Nevertheless, it is impossible at present to be sure that any given locality is going to take meaningful steps toward staving off blight and landscape destruction, and a great many of them in the Potomac Basin have not done so. Partly this is because the imperative need for planning is only now beginning to dawn upon many smaller communities. But even where it has dawned and planning has been undertaken by men of good will, the great obstacles still exist and often block their efforts—the lack of money to match Federal or State program funds, the inability to convince fellow citizens who have to approve actions, the fat profits in real estate, the pervasive influence of personal relationships.
Ideally, for a number of attractive reasons, it would be preferable to let local people solve local landscape and recreation problems in every case, with outside higher levels of government furnishing only advice and money on request. In regard to many types of problems, this is what is being done and will be done on into the future, for people living in a place are the ones who determine whether the place is going to be ugly or pretty, pleasant or grim. The trouble is, however, that as understanding of the interrelationships between land and water and the other elements of the landscape, even on a Basinwide scale, has grown, it has become more and more obvious that there are only a few strictly local landscape problems. Most local jurisdictions have within their boundaries critical watersheds, unique scenic assets, flood plains whose unwise use will require elaborate and costly structural protection later on, and other such features. This being so, the effects of mismanagement are certain to reverberate elsewhere, and it becomes the concern of people other than those who live in that neighborhood. It becomes other people's business, distasteful though this idea may be to communities with a tradition of self-sufficiency.

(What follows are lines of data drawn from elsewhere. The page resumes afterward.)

//! Category rule files
//!
//! Every category is defined in its own file. The grammar is strict,
//! every line that is not a comment (`//`), blank, or one of the known
//! keys is an error:
//!
//! ```text
//! name:FGFR3 group
//! number:1
//! gold:100800=Achondroplasia
//! gold:146000=Hypochondroplasia
//! // NOT craniosynostosis
//! hasGermlineMutationIn:FGFR3
//! notHasFeature:HP_0001363
//! [Definition]
//! hasFeature:HP:0004322
//! hasOptionalFeature:HP:0002652
//! hasFeatureN(2):HP:0011842
//! hasNeonatalFeature:HP:0001250
//! ```
//!
//! `[Definition]` starts another alternative definition, the lines before
//! the first `[Definition]` belong to the first definition.
use std::fs;
use std::path::Path;

use tracing::{debug, info};

use crate::annotations::DiseaseId;
use crate::nosology::{Category, Definition, DefinitionBuilder, Nosology};
use crate::{HpoError, HpoResult, HpoTermId};

/// Loads all categories listed in [`crate::CATEGORY_ORDER_FILENAME`] inside `folder`
///
/// The order file lists one rule file name per line, blank lines and
/// comments (`//`) are ignored. The categories keep the listed order.
///
/// # Errors
///
/// - [`HpoError::CannotOpenFile`]: the order file or a listed rule file cannot be read
/// - see [`parse_category`] for errors in the rule files
pub fn load_nosology<P: AsRef<Path>>(folder: P) -> HpoResult<Nosology> {
    let folder = folder.as_ref();
    let order_file = folder.join(crate::CATEGORY_ORDER_FILENAME);
    let order = fs::read_to_string(&order_file)
        .map_err(|_| HpoError::CannotOpenFile(order_file.display().to_string()))?;

    let mut nosology = Nosology::new();
    for filename in order.lines().map(str::trim) {
        if filename.is_empty() || filename.starts_with("//") {
            continue;
        }
        nosology.push(read_category_file(folder.join(filename))?);
    }
    info!("Loaded {} categories", nosology.len());
    Ok(nosology)
}

/// Reads a single rule file
///
/// # Errors
///
/// - [`HpoError::CannotOpenFile`]: the file cannot be read
/// - see [`parse_category`]
pub fn read_category_file<P: AsRef<Path>>(path: P) -> HpoResult<Category> {
    let filename = path.as_ref().display().to_string();
    let content =
        fs::read_to_string(path).map_err(|_| HpoError::CannotOpenFile(filename.clone()))?;
    let category = parse_category(&content)?;
    debug!("Parsed category {} from {}", category.header(), filename);
    Ok(category)
}

/// Parses the content of a rule file
///
/// # Errors
///
/// - [`HpoError::InvalidRule`]: unknown line, malformed `gold`, `number` or
///   `hasFeatureN` line, a second neonatal feature within one definition,
///   an empty `[Definition]` block or a missing `name`
/// - [`HpoError::InvalidTermId`]: a malformed term id
///
/// # Examples
///
/// ```
/// use nosology::parser::rules::parse_category;
///
/// let category = parse_category("name:FGFR3 group\nnumber:1\ngold:100800=Achondroplasia\nhasGermlineMutationIn:FGFR3\n").unwrap();
/// assert_eq!(category.header(), "1.FGFR3 group");
/// assert_eq!(category.definitions().len(), 1);
/// assert_eq!(category.definitions()[0].genes(), ["FGFR3"]);
///
/// assert!(parse_category("name:Foo\nhasFeatur:HP:0000118\n").is_err());
/// ```
pub fn parse_category(content: &str) -> HpoResult<Category> {
    let mut name: Option<&str> = None;
    let mut number = 0u32;
    let mut gold: Vec<(DiseaseId, &str)> = Vec::new();
    let mut definitions = Definitions::default();

    for (idx, line) in content.lines().enumerate() {
        let line = line.trim();
        if line.is_empty() || line.starts_with("//") {
            continue;
        }
        let invalid =
            |reason: &str| HpoError::InvalidRule(format!("line {}: {reason}: {line}", idx + 1));

        if line == "[Definition]" {
            if !definitions.start_next() {
                return Err(invalid("empty definition"));
            }
            continue;
        }

        let Some((key, value)) = line.split_once(':') else {
            return Err(invalid("unknown content"));
        };
        let value = value.trim();
        match key.trim() {
            "name" => name = Some(value),
            "number" => number = value.parse().map_err(|_| invalid("invalid number"))?,
            "gold" => {
                let (id, label) = value
                    .split_once('=')
                    .ok_or_else(|| invalid("gold standard without '='"))?;
                let id = DiseaseId::try_from(id.trim())
                    .map_err(|_| invalid("invalid disease id"))?;
                gold.push((id, label.trim()));
            }
            "hasGermlineMutationIn" => {
                definitions.current.gene(value);
            }
            "hasFeature" => {
                definitions.current.required(HpoTermId::try_from(value)?);
            }
            "notHasFeature" => {
                definitions.current.excluded(HpoTermId::try_from(value)?);
            }
            "hasOptionalFeature" => {
                definitions.current.optional(HpoTermId::try_from(value)?);
            }
            "hasNeonatalFeature" => {
                definitions
                    .current
                    .onset_feature(HpoTermId::try_from(value)?)
                    .map_err(|_| invalid("duplicate neonatal feature"))?;
            }
            key => {
                let minimum = key
                    .strip_prefix("hasFeatureN(")
                    .and_then(|rest| rest.strip_suffix(')'))
                    .ok_or_else(|| invalid("unknown content"))?
                    .trim()
                    .parse::<usize>()
                    .map_err(|_| invalid("invalid minimum count"))?;
                definitions
                    .current
                    .minimum_count(HpoTermId::try_from(value)?, minimum);
            }
        }
    }

    let name = name.ok_or_else(|| HpoError::InvalidRule("category without name".to_string()))?;
    let mut category = Category::new(name, number);
    for (id, label) in gold {
        category.add_gold_standard(id, label);
    }
    let definitions = definitions
        .finish()
        .ok_or_else(|| HpoError::InvalidRule(format!("{name}: empty last definition")))?;
    for definition in definitions {
        category.add_definition(definition);
    }
    Ok(category)
}

/// Collects the definitions of a rule file
#[derive(Default)]
struct Definitions {
    done: Vec<Definition>,
    current: DefinitionBuilder,
    explicit: bool,
}

impl Definitions {
    /// Closes the current definition and starts a new one
    ///
    /// Returns `false` if the closed `[Definition]` block was empty
    fn start_next(&mut self) -> bool {
        let closed = self.close();
        self.explicit = true;
        closed
    }

    fn finish(mut self) -> Option<Vec<Definition>> {
        self.close().then_some(self.done)
    }

    fn close(&mut self) -> bool {
        if self.current.is_empty() {
            // lines before the first [Definition] are optional
            return !self.explicit;
        }
        self.done.push(self.current.build());
        self.current = DefinitionBuilder::default();
        true
    }
}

Regional planning organizations that can pool counties' and towns' resources, take a broad view, and pay for professional help can overcome some of the obstacles, if local governments can be persuaded to join them. Certain of the State and Federal programs mentioned above are being applied mainly through such bodies. But it seems to be an unavoidable conclusion that if local government continues to be the weakest link in the chain of planning, preservation of the environment is going to require not only stouter incentives to elicit cooperation from communities, but also more authority at higher levels of government to guard against at least the worst types of landscape abuse. In terms of water, this kind of authority will shortly be operative with the enforcement of the new State water quality standards. In terms of the other elements of the landscape, it is equally justifiable.